After version 5.3.0, profile_update fires on both new & update, breaking the previous expectation of separation.


Replication

  1. Single site installation
  2. Enable debug logging via your preferred method
  3. Enable registration in Settings > General
  4. Activate this plugin:
    <?php
    /*
    Plugin Name: Profile Update Logger
    Description: Logs a message whenever a user's profile is updated.
    Version: 1.0
    Author: JJJ
    */
    
    function log_profile_update( $user_id, $old_user_data ) {
        error_log( 'User profile updated. User ID: ' . $user_id );
    }
    add_action( 'profile_update', 'log_profile_update', 10, 2 );
    
  5. Manually register a new user account via wp-login.php?action=register, or run the following WP-CLI eval:
    wp eval 'register_new_user( "jjj", "jjj@example.com" );'
    

In your debug log, you should see that the user profile was updated for the newly registered user, even though that new user did not actually update their own profile.


Results

WordPress core is calling default_password_nag_edit_user() on every sign-up, and it isn't useful in that context.

I confirmed that BuddyPress, bbPress, and Easy Digital Downloads use profile_update to target user profile updates only, and have quite a bit of extra code unintentionally running on user sign-ups.


Origin

r45714 specifically.

#45746, #45845, and tangentially #33587.

In summary, direct database queries were replaced with API equivalents, and hooks were put in place to abstract direct function calls (related to sending notification emails), which generally is good and makes sense, but has resulted in wp_insert_user() being called twice in the same request.

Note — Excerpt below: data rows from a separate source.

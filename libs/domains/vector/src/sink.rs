//! Vector retrieval protocol: upsert with a consumed flag, two-step neighbour
//! fetch, and tombstoning.

use std::collections::HashSet;
use std::sync::Arc;

use async_trait::async_trait;
use tracing::{debug, info, warn};
use uuid::Uuid;

use crate::embedding::Embedder;
use crate::error::{VectorError, VectorResult};
use crate::models::{Candidate, FetchFilters, Metadata, Point, PointPayload, Record};
use crate::repository::PointRepository;

/// A vector store the pipeline writes records to and assembles prompts from.
#[async_trait]
pub trait Sink: Send + Sync {
    /// Collection this sink writes to.
    fn collection(&self) -> &str;

    /// Embed and store `records`. Returns the metadata of the records that
    /// were actually stored.
    async fn upsert(&self, records: &[Record], embedding_size: u64) -> VectorResult<Vec<Metadata>>;

    /// Unconsumed neighbours of the unconsumed point whose `mail_id` is
    /// `filters.id`, best first, at most `filters.count`. Point ids are unique.
    async fn fetch(&self, filters: &FetchFilters) -> VectorResult<Vec<Candidate>>;

    /// Set `consumed = true` on exactly `ids`. Idempotent; empty input is a no-op.
    async fn mark_consumed(&self, ids: &[Uuid]) -> VectorResult<()>;
}

/// Sink over any [`PointRepository`] with an [`Embedder`] for the write path.
pub struct VectorSink<R: PointRepository> {
    repository: R,
    embedder: Arc<dyn Embedder>,
    collection: String,
}

impl<R: PointRepository> VectorSink<R> {
    pub fn new(repository: R, embedder: Arc<dyn Embedder>, collection: impl Into<String>) -> Self {
        Self {
            repository,
            embedder,
            collection: collection.into(),
        }
    }

    pub fn repository(&self) -> &R {
        &self.repository
    }

    async fn ensure_collection(&self, embedding_size: u64) -> VectorResult<()> {
        if self.repository.collection_exists(&self.collection).await? {
            return Ok(());
        }

        info!(collection = %self.collection, embedding_size, "Collection missing, creating");
        if let Err(e) = self
            .repository
            .create_collection(&self.collection, embedding_size)
            .await
        {
            // Another worker may have created it between the two calls.
            if !self.repository.collection_exists(&self.collection).await? {
                return Err(e);
            }
            debug!(collection = %self.collection, error = %e, "Collection created concurrently");
        }
        Ok(())
    }
}

#[async_trait]
impl<R: PointRepository> Sink for VectorSink<R> {
    fn collection(&self) -> &str {
        &self.collection
    }

    async fn upsert(&self, records: &[Record], embedding_size: u64) -> VectorResult<Vec<Metadata>> {
        self.ensure_collection(embedding_size).await?;

        let mut points = Vec::with_capacity(records.len());
        let mut stored = Vec::with_capacity(records.len());

        for record in records {
            let vector = self.embedder.embed(record.text()).await?;
            if vector.is_empty() {
                warn!(mail_id = %record.metadata.id, "Empty embedding, skipping record");
                continue;
            }

            points.push(Point {
                id: Uuid::new_v4(),
                vector,
                payload: PointPayload::from_record(record),
            });
            stored.push(record.metadata.clone());
        }

        if points.is_empty() {
            return Ok(stored);
        }

        let count = points.len();
        self.repository
            .upsert_points(&self.collection, points)
            .await?;

        info!(collection = %self.collection, count, "Upserted records");
        Ok(stored)
    }

    async fn fetch(&self, filters: &FetchFilters) -> VectorResult<Vec<Candidate>> {
        let mut references = self
            .repository
            .find_unconsumed(&filters.collection, &filters.id, 2)
            .await?;

        let reference = match references.len() {
            0 => return Err(VectorError::ReferenceNotFound(filters.id.clone())),
            1 => references.remove(0),
            matches => {
                return Err(VectorError::AmbiguousReference {
                    id: filters.id.clone(),
                    matches,
                });
            }
        };

        let vector = match reference.vector {
            Some(vector) if !vector.is_empty() => vector,
            _ => return Err(VectorError::MissingVector(filters.id.clone())),
        };

        let hits = self
            .repository
            .search_unconsumed(&filters.collection, vector, filters.count)
            .await?;

        let mut seen = HashSet::with_capacity(hits.len());
        let candidates: Vec<Candidate> = hits
            .into_iter()
            .filter(|hit| seen.insert(hit.id))
            .map(|hit| Candidate {
                point_id: hit.id,
                score: hit.score,
                record: hit.payload.into_record(),
            })
            .collect();

        debug!(
            collection = %filters.collection,
            id = %filters.id,
            candidates = candidates.len(),
            "Fetched candidates"
        );
        Ok(candidates)
    }

    async fn mark_consumed(&self, ids: &[Uuid]) -> VectorResult<()> {
        if ids.is_empty() {
            return Ok(());
        }
        self.repository
            .set_consumed(&self.collection, ids.to_vec())
            .await
    }
}
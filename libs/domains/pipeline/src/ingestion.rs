//! Ingestion scheduler.
//!
//! ```text
//! Source ──list_metadata──▶ partition into R chunks
//!                               │
//!            ┌──────────────────┼──────────────────┐
//!            ▼                  ▼                  ▼
//!     (sink, chunk 0)    (sink, chunk 1)  ...  (sink, chunk R-1)
//!     fetch_records → sink.upsert → buffer.enqueue_batch
//! ```
//!
//! Workers are best effort: a failing worker is logged and counted, and
//! [`IngestionManager::run`] returns once every worker has finished.

use std::ops::Range;
use std::sync::Arc;

use domain_vector::{Metadata, Sink};
use messaging::Buffer;
use tokio::task::JoinSet;
use tracing::{error, info, warn};

use crate::error::PipelineResult;
use crate::metrics::PipelineMetrics;
use crate::source::Source;

/// Split `0..len` into at most `routines` contiguous chunks of
/// `ceil(len / routines)` items. Empty chunks are not returned.
pub fn partition(len: usize, routines: usize) -> Vec<Range<usize>> {
    if len == 0 || routines == 0 {
        return Vec::new();
    }

    let chunk = len.div_ceil(routines);
    (0..routines)
        .map(|i| i * chunk)
        .take_while(|&start| start < len)
        .map(|start| start..(start + chunk).min(len))
        .collect()
}

/// Totals of one ingestion run.
#[derive(Debug, Clone, Default, PartialEq, Eq)]
pub struct IngestionReport {
    pub sources_failed: usize,
    pub listed: usize,
    pub batches: usize,
    pub batches_failed: usize,
    pub upserted: usize,
    pub enqueued: usize,
}

struct BatchOutcome {
    upserted: usize,
    enqueued: usize,
}

pub struct IngestionManager {
    sources: Vec<Arc<dyn Source>>,
    sinks: Vec<Arc<dyn Sink>>,
    buffer: Arc<dyn Buffer>,
    routines: usize,
    embedding_size: u64,
    metrics: PipelineMetrics,
}

impl IngestionManager {
    pub fn new(
        sources: Vec<Arc<dyn Source>>,
        sinks: Vec<Arc<dyn Sink>>,
        buffer: Arc<dyn Buffer>,
        routines: usize,
        embedding_size: u64,
    ) -> Self {
        Self {
            sources,
            sinks,
            buffer,
            routines: routines.max(1),
            embedding_size,
            metrics: PipelineMetrics::new("ingestion"),
        }
    }

    pub async fn run(&self) -> IngestionReport {
        let mut report = IngestionReport::default();
        let mut workers = JoinSet::new();

        for source in &self.sources {
            let metadata = match source.list_metadata().await {
                Ok(metadata) => metadata,
                Err(e) => {
                    error!(collection = source.collection(), error = %e, "Could not list metadata, skipping source");
                    self.metrics.work_failed(e.category());
                    report.sources_failed += 1;
                    continue;
                }
            };
            report.listed += metadata.len();

            let chunks = partition(metadata.len(), self.routines);
            info!(
                collection = source.collection(),
                items = metadata.len(),
                chunks = chunks.len(),
                sinks = self.sinks.len(),
                "Scheduling ingestion batches"
            );

            for sink in &self.sinks {
                for range in &chunks {
                    let batch = metadata[range.clone()].to_vec();
                    let source = source.clone();
                    let sink = sink.clone();
                    let buffer = self.buffer.clone();
                    let metrics = self.metrics.clone();
                    let embedding_size = self.embedding_size;

                    report.batches += 1;
                    workers.spawn(async move {
                        ingest_batch(
                            source.as_ref(),
                            sink.as_ref(),
                            buffer.as_ref(),
                            &metrics,
                            batch,
                            embedding_size,
                        )
                        .await
                    });
                }
            }
        }

        while let Some(joined) = workers.join_next().await {
            match joined {
                Ok(Ok(outcome)) => {
                    report.upserted += outcome.upserted;
                    report.enqueued += outcome.enqueued;
                }
                Ok(Err(e)) => {
                    warn!(error = %e, category = %e.category(), "Ingestion batch failed");
                    self.metrics.work_failed(e.category());
                    report.batches_failed += 1;
                }
                Err(e) => {
                    error!(error = %e, "Ingestion worker panicked");
                    report.batches_failed += 1;
                }
            }
        }

        info!(?report, "Ingestion finished");
        report
    }
}

async fn ingest_batch(
    source: &dyn Source,
    sink: &dyn Sink,
    buffer: &dyn Buffer,
    metrics: &PipelineMetrics,
    batch: Vec<Metadata>,
    embedding_size: u64,
) -> PipelineResult<BatchOutcome> {
    let records = source.fetch_records(&batch).await?;
    let stored = sink.upsert(&records, embedding_size).await?;
    metrics.records_upserted(sink.collection(), stored.len());

    let ids: Vec<String> = stored.iter().map(ToString::to_string).collect();
    let enqueued = buffer.enqueue_batch(&ids).await?;
    metrics.messages_published(buffer.name(), enqueued);

    Ok(BatchOutcome {
        upserted: stored.len(),
        enqueued,
    })
}

#[cfg(test)]
mod tests {
    use super::*;

    fn assert_is_partition(len: usize, routines: usize) {
        let chunks = partition(len, routines);
        let covered: Vec<usize> = chunks.iter().flat_map(|r| r.clone()).collect();
        assert_eq!(covered, (0..len).collect::<Vec<_>>(), "len={len} routines={routines}");
        assert!(chunks.len() <= routines.max(1));
        assert!(chunks.iter().all(|r| !r.is_empty()));
    }

    #[test]
    fn test_partition_even_split() {
        assert_eq!(partition(10, 2), vec![0..5, 5..10]);
    }

    #[test]
    fn test_partition_uneven_split() {
        assert_eq!(partition(10, 3), vec![0..4, 4..8, 8..10]);
        // ceil(5/4) = 2 leaves the fourth chunk empty.
        assert_eq!(partition(5, 4), vec![0..2, 2..4, 4..5]);
    }

    #[test]
    fn test_partition_degenerate() {
        assert!(partition(0, 4).is_empty());
        assert!(partition(4, 0).is_empty());
        assert_eq!(partition(3, 8), vec![0..1, 1..2, 2..3]);
    }

    #[test]
    fn test_partition_covers_every_item_once() {
        for len in 0..40 {
            for routines in 1..12 {
                assert_is_partition(len, routines);
            }
        }
    }
}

Below is an abbreviated call-stack of the relevant functions & hooks:

  • register_new_user()
    • wp_insert_user()
      • do_action( 'user_register' );
    • do_action( 'register_new_user' );
      • wp_new_user_notification()
        • get_password_reset_key()
          • wp_insert_user()
            • do_action( 'profile_update' );

Fix

Due to age & limited footprint, I'm not entirely sure.

We can accept this regression as inherited, since it's been multiple years without complaint. I don't love this idea, because it leaves WordPress without a way to hook into user updates & sign-ups for different purposes.

We can revert r45714, making sure to test that caches are behaving. This will technically break the hook behavior in this call-stack for WordPress 5.3.0 to present, so anyone expecting this second call to wp_insert_user() would experience breakage.

We can rethink the current order-of-operations and combine both wp_insert_user() calls into a single one. I think this is the ideal fix, but I can already imagine some back-compat issues with it, too.